Projects sometimes begin with Nolan walking through a shipyard and photographing a boat he likes. “They’re all beautiful,” he says, “especially the ugly ones.” He needs only the bow-to-stern measurement to convert the remainder and draw every part (sometimes more than 5,000) on his iMac. He prints many of these on semi-pliable sheets of styrene thin as a fingernail, using a digital die cutter, and he applies his own glue formula. Nolan fashions each gun, winch, booby hatch, motor, and life ring from wood, brass, or cast resin, save for a few repurposed materials: Tulle makes great fishing line, grommets serve as portholes, and masts are slender paint brush handles.

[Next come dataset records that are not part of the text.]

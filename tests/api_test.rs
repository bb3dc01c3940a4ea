use axum::http::StatusCode;
use shieldsim::api::{self, AppState};
use shieldsim::config::{Config, EngineMode};
use shieldsim::db::init_db;
use shieldsim::engine::{GateConfig, GateMode, HedgeConfig, RunnerConfig};
use shieldsim::orchestration::ConfigScope;
use shieldsim::{DecisionRegistry, Orchestrator, Repository};
use std::sync::Arc;
use tempfile::TempDir;
use tower::util::ServiceExt;

struct TestApp {
    app: axum::Router,
    _temp: TempDir,
}

async fn setup_test_app() -> TestApp {
    let temp_dir = TempDir::new().unwrap();
    let db_path = temp_dir
        .path()
        .join("test.db")
        .to_string_lossy()
        .to_string();
    let pool = init_db(&db_path).await.expect("init_db failed");

    let config = Config {
        port: 0,
        database_path: db_path,
        engine_mode: EngineMode::Mock,
        engine_api_url: None,
        gate: GateConfig {
            mode: GateMode::Strict,
            block_bear_buys: true,
            ..GateConfig::default()
        },
        runner: RunnerConfig::default(),
        hedge: HedgeConfig::default(),
    };
    let orchestrator = Arc::new(Orchestrator::new(
        DecisionRegistry::with_builtins(),
        ConfigScope::new(),
    ));
    let state = AppState::new(Arc::new(Repository::new(pool)), config, orchestrator);

    TestApp {
        app: api::create_router(state),
        _temp: temp_dir,
    }
}

async fn request(
    app: axum::Router,
    method: &str,
    uri: &str,
    body: Option<serde_json::Value>,
) -> (StatusCode, axum::body::Bytes) {
    let builder = axum::http::Request::builder().method(method).uri(uri);
    let req = match body {
        Some(json) => builder
            .header("content-type", "application/json")
            .body(axum::body::Body::from(json.to_string()))
            .unwrap(),
        None => builder.body(axum::body::Body::empty()).unwrap(),
    };

    let res = app.oneshot(req).await.unwrap();
    let status = res.status();
    let body = axum::body::to_bytes(res.into_body(), usize::MAX)
        .await
        .unwrap();
    (status, body)
}

fn json(body: &[u8]) -> serde_json::Value {
    serde_json::from_slice(body).unwrap()
}

fn rally_csv(n: usize) -> String {
    let mut csv = String::from("date,BTC\n");
    for i in 0..n {
        let day = chrono::NaiveDate::from_ymd_opt(2024, 1, 1).unwrap() + chrono::Duration::days(i as i64);
        csv.push_str(&format!("{},{}\n", day.format("%Y-%m-%d"), 100 + (i % 9) * 4 + i));
    }
    csv
}

#[tokio::test]
async fn test_health_and_ready() {
    let t = setup_test_app().await;

    let (status, body) = request(t.app.clone(), "GET", "/health", None).await;
    assert_eq!(status, StatusCode::OK);
    let v = json(&body);
    assert_eq!(v["status"], "ok");
    assert_eq!(v["engine_mode"], "MOCK");
    assert_eq!(v["sources"], serde_json::json!(["momentum", "rsi"]));

    let (status, body) = request(t.app, "GET", "/ready", None).await;
    assert_eq!(status, StatusCode::OK);
    assert_eq!(json(&body)["status"], "ready");
}

#[tokio::test]
async fn test_signal_uses_momentum_in_mock_mode() {
    let t = setup_test_app().await;
    let (status, body) = request(
        t.app,
        "POST",
        "/v1/signal",
        Some(serde_json::json!({"asset": "BTC", "prices": [100, 103, 106]})),
    )
    .await;
    assert_eq!(status, StatusCode::OK);
    let v = json(&body);
    assert_eq!(v["path"], "live");
    assert_eq!(v["action"], "BUY");
    assert_eq!(v["regime"], "BULL");
}

#[tokio::test]
async fn test_signal_rejects_unknown_source_and_empty_prices() {
    let t = setup_test_app().await;
    let (status, body) = request(
        t.app.clone(),
        "POST",
        "/v1/signal",
        Some(serde_json::json!({"asset": "BTC", "prices": [1, 2], "source": "oracle"})),
    )
    .await;
    assert_eq!(status, StatusCode::BAD_REQUEST);
    assert!(json(&body)["error"].as_str().unwrap().contains("oracle"));

    let (status, _) = request(
        t.app,
        "POST",
        "/v1/signal",
        Some(serde_json::json!({"asset": "BTC", "prices": []})),
    )
    .await;
    assert_eq!(status, StatusCode::BAD_REQUEST);
}

#[tokio::test]
async fn test_filter_uses_server_gate_by_default() {
    let t = setup_test_app().await;
    let (status, body) = request(
        t.app.clone(),
        "POST",
        "/v1/filter",
        Some(serde_json::json!({"action": "BUY", "regime": "BEAR", "confidence": 0.8})),
    )
    .await;
    assert_eq!(status, StatusCode::OK);
    let v = json(&body);
    assert_eq!(v["allowed"], false);
    assert_eq!(v["reason"], "REGIME_BLOCK");
    assert_eq!(v["rail"], "regime");

    let (_, body) = request(
        t.app,
        "POST",
        "/v1/filter",
        Some(serde_json::json!({
            "action": "SELL",
            "regime": "BULL",
            "confidence": 0.8,
            "metrics": {"max_drawdown": -0.2, "equity": 80000, "total_trades": 3}
        })),
    )
    .await;
    let v = json(&body);
    assert_eq!(v["reason"], "DRAWDOWN_BREACH");
    assert_eq!(v["rail"], "drawdown");
}

#[tokio::test]
async fn test_regime_endpoint() {
    let t = setup_test_app().await;
    let prices: Vec<f64> = (0..30).map(|i| 100.0 * 1.01f64.powi(i)).collect();
    let (status, body) = request(
        t.app.clone(),
        "POST",
        "/v1/regime",
        Some(serde_json::json!({ "prices": prices })),
    )
    .await;
    assert_eq!(status, StatusCode::OK);
    let v = json(&body);
    assert_eq!(v["regime"], "STRONG_BULL");
    assert!(v["features"]["trend"].as_f64().unwrap() > 0.15);

    let (_, body) = request(
        t.app,
        "POST",
        "/v1/regime",
        Some(serde_json::json!({"prices": [100, 101]})),
    )
    .await;
    let v = json(&body);
    assert_eq!(v["regime"], "SIDEWAYS_LOW_VOL");
    assert!(v["features"].is_null());
}

#[tokio::test]
async fn test_scenario_run_is_stored_and_readable() {
    let t = setup_test_app().await;
    let (status, body) = request(
        t.app.clone(),
        "POST",
        "/v1/scenarios",
        Some(serde_json::json!({
            "datasets": [{"name": "wiggle", "csv": rally_csv(45)}],
            "plan": {"gates": ["balanced", "aggressive"], "include_hedge": true}
        })),
    )
    .await;
    assert_eq!(status, StatusCode::OK);
    let v = json(&body);
    let run_id = v["run_id"].as_str().unwrap().to_string();
    assert_eq!(v["report"]["datasets"][0]["treatments"].as_array().unwrap().len(), 2);

    let (status, body) = request(
        t.app.clone(),
        "GET",
        &format!("/v1/scenarios/{}", run_id),
        None,
    )
    .await;
    assert_eq!(status, StatusCode::OK);
    assert_eq!(json(&body)["source"], "momentum");

    let (status, body) = request(
        t.app.clone(),
        "GET",
        &format!("/v1/scenarios/{}/rows", run_id),
        None,
    )
    .await;
    assert_eq!(status, StatusCode::OK);
    let ids: Vec<String> = json(&body)
        .as_array()
        .unwrap()
        .iter()
        .map(|r| r["scenario_id"].as_str().unwrap().to_string())
        .collect();
    assert_eq!(ids, vec!["baseline", "balanced", "aggressive", "hedge_v1"]);

    let (status, body) = request(
        t.app.clone(),
        "GET",
        &format!("/v1/scenarios/{}/report", run_id),
        None,
    )
    .await;
    assert_eq!(status, StatusCode::OK);
    assert!(String::from_utf8(body.to_vec())
        .unwrap()
        .starts_with("# Scenario report"));

    let (status, body) = request(
        t.app.clone(),
        "GET",
        &format!("/v1/scenarios/{}/blocks.csv", run_id),
        None,
    )
    .await;
    assert_eq!(status, StatusCode::OK);
    let csv = String::from_utf8(body.to_vec()).unwrap();
    let blocked: u64 = v["report"]["datasets"][0]["treatments"]
        .as_array()
        .unwrap()
        .iter()
        .map(|t| t["block_events"].as_array().unwrap().len() as u64)
        .sum();
    let data_lines = csv.lines().filter(|l| !l.starts_with("dataset,")).count() as u64;
    assert_eq!(data_lines, blocked);

    let (status, body) = request(t.app, "GET", "/v1/scenarios", None).await;
    assert_eq!(status, StatusCode::OK);
    assert_eq!(json(&body)[0]["run_id"], run_id.as_str());
}

#[tokio::test]
async fn test_stress_suite_endpoint() {
    let t = setup_test_app().await;
    let (status, body) = request(t.app.clone(), "GET", "/v1/stress", None).await;
    assert_eq!(status, StatusCode::OK);
    let v = json(&body);
    let names: Vec<&str> = v
        .as_array()
        .unwrap()
        .iter()
        .map(|r| r["name"].as_str().unwrap())
        .collect();
    assert_eq!(names, vec!["crash", "health_failure", "bear_regime"]);
    assert!(v.as_array().unwrap().iter().all(|r| r["passed"] == true));

    let (status, _) = request(t.app.clone(), "GET", "/v1/stress?source=oracle", None).await;
    assert_eq!(status, StatusCode::BAD_REQUEST);

    let (status, _) = request(t.app, "GET", "/v1/scenarios/missing/blocks.csv", None).await;
    assert_eq!(status, StatusCode::NOT_FOUND);
}

#[tokio::test]
async fn test_scenario_errors() {
    let t = setup_test_app().await;

    let (status, _) = request(t.app.clone(), "GET", "/v1/scenarios/missing", None).await;
    assert_eq!(status, StatusCode::NOT_FOUND);

    let (status, body) = request(
        t.app.clone(),
        "POST",
        "/v1/scenarios",
        Some(serde_json::json!({
            "datasets": [{"name": "bad", "csv": "timestamp,BTC\n1,100\n2,-5\n"}]
        })),
    )
    .await;
    assert_eq!(status, StatusCode::BAD_REQUEST);
    assert!(json(&body)["error"].is_string());

    let (status, _) = request(
        t.app.clone(),
        "POST",
        "/v1/scenarios",
        Some(serde_json::json!({
            "datasets": [{"name": "ok", "csv": rally_csv(20)}],
            "plan": {"gates": ["reckless"]}
        })),
    )
    .await;
    assert_eq!(status, StatusCode::BAD_REQUEST);

    let (status, _) = request(t.app, "GET", "/v1/scenarios?limit=0", None).await;
    assert_eq!(status, StatusCode::BAD_REQUEST);
}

Completed ships, sold on his website (often to Scandinavian hobbyists), run from $5 for a ¾-inch cast-resin rescue boat to more than $20,000 for a commissioned museum piece. For the Houston Museum of Natural Science, the six-foot-two-inch Nolan spent 12 hours a day for 90 days building a seven-foot-nine-inch, 175-pound fiberboard model of the TI Oceania, the world’s largest oil tanker.

Nolan started out building N-scale railroads as a hobby 44 years ago. In 2001, after laying 1,100 feet of track in his garage and creating five truss bridges and dozens of surrounding factories and restaurants, he realized he had space for a harbor: “I built a fleet of freighters, and never looked back.” The one-time English major, who wrote for BCM’s precursor, Bridge, worked in public relations before retiring in 2008, at the national laboratories in Los Alamos and Albuquerque (where he designed and built his home).

“I’m not at all patient,” he says, “just persistent” in the face of finicky curve-to-scale calculations and submillimeter adjustments in the interest of accuracy. When he gave a 26-inch, haze gray, Gleaves-class destroyer to his 89-year-old neighbor who had served on one in World War II, it released a “stream of memories” in the ex-sailor: There was the (styrene) bridge where a gale gust offed his hat, and the depth charge racks (of photo-etched brass) where the hat was found.